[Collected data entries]

_ _ _ _

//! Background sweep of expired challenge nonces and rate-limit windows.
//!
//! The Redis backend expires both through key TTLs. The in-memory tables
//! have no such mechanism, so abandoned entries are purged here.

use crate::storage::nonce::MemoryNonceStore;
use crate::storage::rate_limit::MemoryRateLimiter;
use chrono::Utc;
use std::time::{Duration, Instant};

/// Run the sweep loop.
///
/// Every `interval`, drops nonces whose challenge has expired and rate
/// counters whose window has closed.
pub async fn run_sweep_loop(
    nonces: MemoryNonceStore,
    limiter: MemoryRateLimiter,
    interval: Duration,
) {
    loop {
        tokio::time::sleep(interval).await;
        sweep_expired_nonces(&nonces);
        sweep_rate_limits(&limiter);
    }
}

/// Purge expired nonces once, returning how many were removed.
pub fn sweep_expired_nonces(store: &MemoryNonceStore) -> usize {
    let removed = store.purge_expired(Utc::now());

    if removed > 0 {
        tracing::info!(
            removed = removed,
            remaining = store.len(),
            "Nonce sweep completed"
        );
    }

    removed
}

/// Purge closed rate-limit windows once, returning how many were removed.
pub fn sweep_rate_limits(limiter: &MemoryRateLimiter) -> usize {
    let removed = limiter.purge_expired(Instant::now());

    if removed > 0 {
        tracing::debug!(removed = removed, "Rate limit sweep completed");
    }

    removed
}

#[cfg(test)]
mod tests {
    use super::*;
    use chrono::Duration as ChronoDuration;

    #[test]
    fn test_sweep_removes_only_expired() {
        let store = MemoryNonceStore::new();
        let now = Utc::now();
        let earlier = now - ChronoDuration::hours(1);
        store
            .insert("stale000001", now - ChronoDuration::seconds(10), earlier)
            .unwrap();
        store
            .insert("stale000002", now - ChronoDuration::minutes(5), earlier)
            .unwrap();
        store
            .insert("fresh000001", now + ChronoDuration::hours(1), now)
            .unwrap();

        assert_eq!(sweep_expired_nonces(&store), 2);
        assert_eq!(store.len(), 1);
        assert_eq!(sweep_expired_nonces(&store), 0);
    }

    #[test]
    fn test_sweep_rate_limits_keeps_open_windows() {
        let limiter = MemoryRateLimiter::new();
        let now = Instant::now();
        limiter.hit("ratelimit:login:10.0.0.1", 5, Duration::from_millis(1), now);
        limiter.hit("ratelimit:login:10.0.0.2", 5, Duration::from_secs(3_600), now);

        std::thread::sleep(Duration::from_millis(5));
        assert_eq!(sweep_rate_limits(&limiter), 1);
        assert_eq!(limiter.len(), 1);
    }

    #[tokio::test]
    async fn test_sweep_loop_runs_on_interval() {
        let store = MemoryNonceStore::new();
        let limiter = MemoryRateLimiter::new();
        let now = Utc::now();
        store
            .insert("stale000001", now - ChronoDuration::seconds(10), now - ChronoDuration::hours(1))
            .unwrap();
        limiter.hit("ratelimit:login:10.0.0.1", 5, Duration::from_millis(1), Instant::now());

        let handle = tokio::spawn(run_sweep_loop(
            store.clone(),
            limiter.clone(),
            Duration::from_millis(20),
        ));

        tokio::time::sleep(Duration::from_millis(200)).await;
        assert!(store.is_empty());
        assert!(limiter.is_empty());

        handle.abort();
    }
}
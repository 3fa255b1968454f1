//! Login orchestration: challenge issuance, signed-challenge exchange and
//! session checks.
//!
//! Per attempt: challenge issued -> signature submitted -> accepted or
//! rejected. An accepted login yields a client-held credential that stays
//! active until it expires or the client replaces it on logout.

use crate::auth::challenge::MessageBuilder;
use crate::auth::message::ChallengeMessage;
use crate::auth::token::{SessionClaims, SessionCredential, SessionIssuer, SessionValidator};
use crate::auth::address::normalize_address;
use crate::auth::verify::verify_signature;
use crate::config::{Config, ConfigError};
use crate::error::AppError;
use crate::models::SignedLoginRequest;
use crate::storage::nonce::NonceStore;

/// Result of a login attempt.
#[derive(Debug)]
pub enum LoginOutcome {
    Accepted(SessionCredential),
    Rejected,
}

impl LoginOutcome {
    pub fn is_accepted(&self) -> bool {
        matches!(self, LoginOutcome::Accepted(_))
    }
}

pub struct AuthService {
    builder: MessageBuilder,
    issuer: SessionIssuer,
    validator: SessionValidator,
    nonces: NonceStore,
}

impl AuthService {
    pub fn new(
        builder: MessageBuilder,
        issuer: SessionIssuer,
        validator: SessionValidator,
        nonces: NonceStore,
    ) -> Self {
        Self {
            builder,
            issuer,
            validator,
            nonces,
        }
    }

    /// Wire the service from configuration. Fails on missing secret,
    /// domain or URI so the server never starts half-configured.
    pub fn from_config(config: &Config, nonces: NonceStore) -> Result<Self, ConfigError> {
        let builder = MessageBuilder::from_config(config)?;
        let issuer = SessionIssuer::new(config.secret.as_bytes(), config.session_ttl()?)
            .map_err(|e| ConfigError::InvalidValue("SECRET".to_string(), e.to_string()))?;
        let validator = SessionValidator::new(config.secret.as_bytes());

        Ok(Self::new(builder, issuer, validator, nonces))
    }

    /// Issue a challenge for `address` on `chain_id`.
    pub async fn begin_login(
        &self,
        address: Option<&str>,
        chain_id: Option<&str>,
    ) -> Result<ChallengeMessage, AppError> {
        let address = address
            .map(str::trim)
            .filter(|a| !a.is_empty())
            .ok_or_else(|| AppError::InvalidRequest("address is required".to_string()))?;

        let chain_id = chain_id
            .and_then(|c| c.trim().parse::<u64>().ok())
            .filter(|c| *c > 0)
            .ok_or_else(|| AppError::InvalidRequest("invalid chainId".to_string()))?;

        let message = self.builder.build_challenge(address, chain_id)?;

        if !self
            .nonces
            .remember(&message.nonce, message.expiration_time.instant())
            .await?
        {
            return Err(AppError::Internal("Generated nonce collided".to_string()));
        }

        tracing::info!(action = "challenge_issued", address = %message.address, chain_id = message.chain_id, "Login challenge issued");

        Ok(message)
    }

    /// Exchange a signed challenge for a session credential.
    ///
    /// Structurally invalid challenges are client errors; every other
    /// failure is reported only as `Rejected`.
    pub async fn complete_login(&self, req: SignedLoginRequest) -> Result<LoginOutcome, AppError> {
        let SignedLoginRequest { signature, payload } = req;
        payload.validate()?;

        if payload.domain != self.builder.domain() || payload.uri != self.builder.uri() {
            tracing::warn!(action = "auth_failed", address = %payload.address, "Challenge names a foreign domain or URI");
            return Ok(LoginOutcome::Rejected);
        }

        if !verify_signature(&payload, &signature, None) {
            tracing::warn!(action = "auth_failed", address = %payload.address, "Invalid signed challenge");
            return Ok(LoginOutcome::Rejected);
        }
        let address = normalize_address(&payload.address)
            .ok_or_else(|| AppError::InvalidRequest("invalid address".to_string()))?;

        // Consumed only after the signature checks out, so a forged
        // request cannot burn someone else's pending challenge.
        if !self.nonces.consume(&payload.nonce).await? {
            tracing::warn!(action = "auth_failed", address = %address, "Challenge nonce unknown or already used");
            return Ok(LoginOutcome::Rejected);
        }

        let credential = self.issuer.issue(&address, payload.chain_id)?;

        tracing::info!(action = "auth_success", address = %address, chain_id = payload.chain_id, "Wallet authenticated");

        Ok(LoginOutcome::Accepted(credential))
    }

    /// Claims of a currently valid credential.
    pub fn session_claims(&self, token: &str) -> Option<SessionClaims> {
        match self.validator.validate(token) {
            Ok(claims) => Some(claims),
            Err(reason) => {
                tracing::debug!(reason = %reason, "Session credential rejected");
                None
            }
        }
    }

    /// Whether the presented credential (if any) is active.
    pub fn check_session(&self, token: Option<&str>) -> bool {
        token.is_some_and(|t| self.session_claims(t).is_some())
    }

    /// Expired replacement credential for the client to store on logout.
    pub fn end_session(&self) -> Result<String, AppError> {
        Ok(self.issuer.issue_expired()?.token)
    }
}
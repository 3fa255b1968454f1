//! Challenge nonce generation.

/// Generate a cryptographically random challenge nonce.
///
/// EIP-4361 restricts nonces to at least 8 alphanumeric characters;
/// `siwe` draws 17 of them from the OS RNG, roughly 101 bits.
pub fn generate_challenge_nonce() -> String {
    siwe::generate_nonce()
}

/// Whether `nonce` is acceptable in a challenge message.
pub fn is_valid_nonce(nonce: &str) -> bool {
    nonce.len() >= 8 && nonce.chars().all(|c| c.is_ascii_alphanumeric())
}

_ _ _ _

### What is being asked
Would you copy out exactly the lines above that start at the one containing "nonce unknown or" and end at the one containing "currently valid credential.", inclusive?

### Answer section
            tracing::warn!(action = "auth_failed", address = %address, "Challenge nonce unknown or already used");
            return Ok(LoginOutcome::Rejected);
        }

        let credential = self.issuer.issue(&address, payload.chain_id)?;

        tracing::info!(action = "auth_success", address = %address, chain_id = payload.chain_id, "Wallet authenticated");

        Ok(LoginOutcome::Accepted(credential))
    }

    /// Claims of a currently valid credential.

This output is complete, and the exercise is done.